In the listing below, every line with the word "failed" needs to be copied.
▼
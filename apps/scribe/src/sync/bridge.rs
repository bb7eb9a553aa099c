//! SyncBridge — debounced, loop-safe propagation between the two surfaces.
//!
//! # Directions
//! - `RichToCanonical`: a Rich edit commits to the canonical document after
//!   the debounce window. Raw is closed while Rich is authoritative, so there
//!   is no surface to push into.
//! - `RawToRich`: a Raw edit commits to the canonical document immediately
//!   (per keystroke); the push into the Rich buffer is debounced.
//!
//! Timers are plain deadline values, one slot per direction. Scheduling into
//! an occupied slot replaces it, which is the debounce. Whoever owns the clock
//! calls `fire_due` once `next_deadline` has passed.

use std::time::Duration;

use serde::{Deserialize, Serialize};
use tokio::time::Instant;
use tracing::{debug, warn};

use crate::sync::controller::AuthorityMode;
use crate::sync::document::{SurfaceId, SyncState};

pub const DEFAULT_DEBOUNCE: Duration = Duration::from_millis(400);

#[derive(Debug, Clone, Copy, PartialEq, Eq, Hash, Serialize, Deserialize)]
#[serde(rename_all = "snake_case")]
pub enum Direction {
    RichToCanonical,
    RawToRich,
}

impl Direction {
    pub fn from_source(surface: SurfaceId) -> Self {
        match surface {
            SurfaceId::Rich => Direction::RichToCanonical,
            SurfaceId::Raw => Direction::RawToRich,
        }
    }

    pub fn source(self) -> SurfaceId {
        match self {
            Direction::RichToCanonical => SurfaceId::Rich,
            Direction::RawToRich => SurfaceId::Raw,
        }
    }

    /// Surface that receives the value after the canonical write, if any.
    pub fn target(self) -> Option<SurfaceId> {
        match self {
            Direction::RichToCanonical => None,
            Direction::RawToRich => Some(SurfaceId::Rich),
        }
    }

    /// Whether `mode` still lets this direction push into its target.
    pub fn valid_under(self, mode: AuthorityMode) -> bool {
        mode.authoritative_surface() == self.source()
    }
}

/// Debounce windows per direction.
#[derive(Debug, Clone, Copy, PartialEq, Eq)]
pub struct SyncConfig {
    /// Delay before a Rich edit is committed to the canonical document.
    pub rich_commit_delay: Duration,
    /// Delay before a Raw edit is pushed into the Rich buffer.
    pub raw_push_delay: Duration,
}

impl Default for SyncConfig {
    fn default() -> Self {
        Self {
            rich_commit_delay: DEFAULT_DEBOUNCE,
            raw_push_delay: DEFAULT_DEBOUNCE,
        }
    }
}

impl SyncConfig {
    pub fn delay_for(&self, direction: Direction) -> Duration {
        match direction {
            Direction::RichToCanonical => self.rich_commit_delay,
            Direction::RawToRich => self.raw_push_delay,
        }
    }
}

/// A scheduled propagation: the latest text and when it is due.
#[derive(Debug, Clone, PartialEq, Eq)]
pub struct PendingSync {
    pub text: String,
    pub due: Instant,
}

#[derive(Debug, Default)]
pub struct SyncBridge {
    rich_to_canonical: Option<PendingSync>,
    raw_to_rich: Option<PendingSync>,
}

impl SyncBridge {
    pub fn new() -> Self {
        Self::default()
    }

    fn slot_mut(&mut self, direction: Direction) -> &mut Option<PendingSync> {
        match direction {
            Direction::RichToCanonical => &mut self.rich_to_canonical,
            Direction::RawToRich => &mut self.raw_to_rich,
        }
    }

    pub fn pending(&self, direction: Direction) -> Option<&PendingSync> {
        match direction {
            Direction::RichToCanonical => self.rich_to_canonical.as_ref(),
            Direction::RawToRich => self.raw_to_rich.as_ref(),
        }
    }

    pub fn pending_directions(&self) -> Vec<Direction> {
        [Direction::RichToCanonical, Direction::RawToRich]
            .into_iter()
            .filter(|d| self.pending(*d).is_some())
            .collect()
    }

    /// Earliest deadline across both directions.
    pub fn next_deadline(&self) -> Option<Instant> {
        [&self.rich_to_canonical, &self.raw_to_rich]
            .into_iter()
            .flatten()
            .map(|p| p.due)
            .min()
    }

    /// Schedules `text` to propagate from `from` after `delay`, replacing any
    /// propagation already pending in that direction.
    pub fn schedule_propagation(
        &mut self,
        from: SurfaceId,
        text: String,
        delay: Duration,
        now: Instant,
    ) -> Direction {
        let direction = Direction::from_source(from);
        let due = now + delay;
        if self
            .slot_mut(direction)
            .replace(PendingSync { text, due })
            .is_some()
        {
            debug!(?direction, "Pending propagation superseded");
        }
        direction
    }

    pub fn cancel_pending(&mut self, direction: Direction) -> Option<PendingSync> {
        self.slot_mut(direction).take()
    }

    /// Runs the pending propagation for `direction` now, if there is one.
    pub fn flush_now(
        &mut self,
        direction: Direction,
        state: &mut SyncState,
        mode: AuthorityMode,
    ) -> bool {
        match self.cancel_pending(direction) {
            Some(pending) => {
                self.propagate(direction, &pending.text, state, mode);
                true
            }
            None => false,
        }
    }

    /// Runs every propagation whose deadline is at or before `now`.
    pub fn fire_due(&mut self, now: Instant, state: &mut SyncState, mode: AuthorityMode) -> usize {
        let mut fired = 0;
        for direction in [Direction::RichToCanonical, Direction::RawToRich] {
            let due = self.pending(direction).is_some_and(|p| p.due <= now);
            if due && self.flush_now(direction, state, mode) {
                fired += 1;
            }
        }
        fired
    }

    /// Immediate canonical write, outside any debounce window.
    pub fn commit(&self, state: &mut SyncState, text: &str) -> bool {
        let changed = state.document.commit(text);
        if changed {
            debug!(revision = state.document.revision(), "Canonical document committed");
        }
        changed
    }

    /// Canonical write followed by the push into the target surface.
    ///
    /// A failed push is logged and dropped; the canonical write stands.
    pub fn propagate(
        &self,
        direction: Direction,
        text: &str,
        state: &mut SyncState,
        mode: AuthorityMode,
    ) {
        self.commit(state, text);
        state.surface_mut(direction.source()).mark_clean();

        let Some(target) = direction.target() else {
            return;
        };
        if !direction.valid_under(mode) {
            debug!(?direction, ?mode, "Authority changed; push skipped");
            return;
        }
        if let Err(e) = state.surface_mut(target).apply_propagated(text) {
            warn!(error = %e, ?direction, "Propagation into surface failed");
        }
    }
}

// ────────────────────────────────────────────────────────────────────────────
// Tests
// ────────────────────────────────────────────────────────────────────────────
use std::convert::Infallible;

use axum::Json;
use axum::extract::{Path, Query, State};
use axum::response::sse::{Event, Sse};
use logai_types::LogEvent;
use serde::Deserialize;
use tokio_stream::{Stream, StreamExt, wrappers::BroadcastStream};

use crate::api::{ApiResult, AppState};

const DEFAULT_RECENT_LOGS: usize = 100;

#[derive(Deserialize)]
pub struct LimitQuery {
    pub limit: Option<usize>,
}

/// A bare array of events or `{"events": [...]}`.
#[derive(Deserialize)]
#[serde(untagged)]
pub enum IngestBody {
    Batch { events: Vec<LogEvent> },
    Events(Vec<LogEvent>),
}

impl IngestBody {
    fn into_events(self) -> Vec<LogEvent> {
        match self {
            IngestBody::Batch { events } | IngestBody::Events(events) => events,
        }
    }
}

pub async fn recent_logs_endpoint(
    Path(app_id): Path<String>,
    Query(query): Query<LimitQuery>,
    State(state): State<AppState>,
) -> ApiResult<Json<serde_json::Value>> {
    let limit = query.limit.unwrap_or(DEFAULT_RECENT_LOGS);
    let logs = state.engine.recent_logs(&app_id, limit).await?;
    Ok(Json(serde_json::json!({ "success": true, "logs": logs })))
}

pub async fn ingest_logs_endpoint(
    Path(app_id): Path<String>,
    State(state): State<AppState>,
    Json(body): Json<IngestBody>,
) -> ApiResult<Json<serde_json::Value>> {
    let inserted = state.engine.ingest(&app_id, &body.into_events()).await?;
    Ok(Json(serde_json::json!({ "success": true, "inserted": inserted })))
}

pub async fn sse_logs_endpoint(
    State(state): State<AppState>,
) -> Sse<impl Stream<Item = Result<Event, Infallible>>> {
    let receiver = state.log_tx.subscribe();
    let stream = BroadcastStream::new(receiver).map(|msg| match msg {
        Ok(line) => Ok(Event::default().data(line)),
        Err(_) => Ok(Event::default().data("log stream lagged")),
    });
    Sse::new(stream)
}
▲
- REPLY TO THE EXERCISE
    /// A failed push is logged and dropped; the canonical write stands.
            warn!(error = %e, ?direction, "Propagation into surface failed");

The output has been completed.